Here's a good random example:


----------



## ChrisOquist (Nov 8, 2008)

I have a 70-200mm f4 L and love it. Great portrait lens, but I'm surprised no one has mentioned the Canon EF 50mm f/1.8 (link is to a review I just wrote of it.)

It costs $80 (!!!) and can be insanely sharp. Using it on a camera with a 1.6 crop factor gives it an effective focal length of 80mm, perfect for portraits. Here are a few recent shots I took with it:


----------



## usayit (Nov 8, 2008)

Dao said:


> Of course, Canon has a 85mm F/1.2L which cost a lot higher.



Unless you have money to burn, skip the 85mm f/1.2 and go with the 85mm f/1.8.  Well known to be an optically excellent lens.


----------



## Chris of Arabia (Nov 8, 2008)

Which body are you planning on using it with?


----------



## natc143 (Nov 9, 2008)

I have the canon 20d and 580exII speedlite.  I plan to buy the 5d in the future... but figured I could use the 20d for now.


----------



## JerryPH (Nov 9, 2008)

On a cropped sensor body, you will find even the 85mm tight unless you have at least 15-20 feet or more to move back.  The 70-200 is better in some ways (less distortion at higher focal lengths, and 15mm less zoom to get a little closer to your client to, more versatile) and the 85mm is better in other areas (also very little to no distortion, sharper and better in low light, but nowhere near as versatile).

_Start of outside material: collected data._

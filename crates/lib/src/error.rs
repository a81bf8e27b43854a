//! Error types for project configuration and build execution.

use std::path::PathBuf;

use thiserror::Error;

/// Errors raised while configuring or running a build.
///
/// All variants are unrecoverable at node granularity: once one is observed
/// the run is failed, no new work is dispatched, and already-running commands
/// are drained for bookkeeping only.
#[derive(Debug, Error)]
pub enum BuildError {
  /// Two aliases were registered under the same name.
  #[error("target \"{0}\" defined multiple times")]
  DuplicateTarget(String),

  /// A requested target name is not registered.
  #[error("unknown target \"{0}\"")]
  UnknownTarget(String),

  /// A placeholder matched no group, no `OUTPUT` applicability, and no
  /// variable.
  #[error("unset variable \"${0}\"")]
  UnsetVariable(String),

  /// A file dependency did not exist when it became ready.
  #[error("file dependency \"{}\" does not exist", .0.display())]
  MissingFileDep(PathBuf),

  /// A dispatched command returned a nonzero status.
  #[error("target \"{target}\" failed (exit code {code:?})")]
  TargetFailed { target: String, code: Option<i32> },

  /// A build command succeeded but its declared output does not exist.
  #[error("expected output \"{}\" to exist after its command succeeded", .0.display())]
  MissingOutput(PathBuf),

  /// The run ended with nodes whose dependencies can never finish.
  #[error("dependency cycle detected")]
  CycleDetected,

  /// The run was aborted by an external interrupt.
  #[error("interrupt")]
  Interrupted,

  /// A worker task failed outside command execution.
  #[error("worker task failed: {0}")]
  Worker(String),

  /// I/O error while checking staleness or spawning a command.
  #[error("io error: {0}")]
  Io(#[from] std::io::Error),
}
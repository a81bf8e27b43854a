//! Shell command execution.
//!
//! Every target command runs through a shell so that templates may use
//! redirection, pipes and globbing. Stdout and stderr are inherited from the
//! calling process.

use std::io;
use std::process::ExitStatus;

use tokio::process::Command;
use tracing::debug;

#[cfg(unix)]
const DEFAULT_SHELL: &str = "/bin/sh";
#[cfg(windows)]
const DEFAULT_SHELL: &str = "powershell.exe";

#[cfg(unix)]
const SHELL_ARG: &str = "-c";
#[cfg(windows)]
const SHELL_ARG: &str = "-Command";

/// Run `cmd` through the platform shell, or `shell` when given, and wait for
/// it to finish.
pub async fn run(cmd: &str, shell: Option<&str>) -> io::Result<ExitStatus> {
  let program = shell.unwrap_or(DEFAULT_SHELL);
  debug!(%program, %cmd, "spawning");
  Command::new(program).arg(SHELL_ARG).arg(cmd).status().await
}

Depends on what and where you shoot.

For me, I wanted both, so I got the *best* lenses that Nikon could offer me in both ranges (Nikkor 70-200 VR F/2.8 and the Nikkor 85mm F/1.4).  My wallet may be a little lighter, but the smile on my face just doesn't fade anytime either is on my camera.


----------



## natc143 (Nov 9, 2008)

Thanks Jerry... and thank you to everyone else for your feedback =)


----------



## usayit (Nov 9, 2008)

I've never really understood why people say the 85mm is a bit too long for portraits on a crop body but the 70-200 zoom is ok (but that's just me).

If 85mm is too tight for you on a crop body, then another lens to consider is the 50mm f/1.4.  Another lens perfect for portraits as well.


----------



## natc143 (Nov 9, 2008)

thank you!! I have the 50mm 2.8 which does not compare at all! I appreciate your feedback!


----------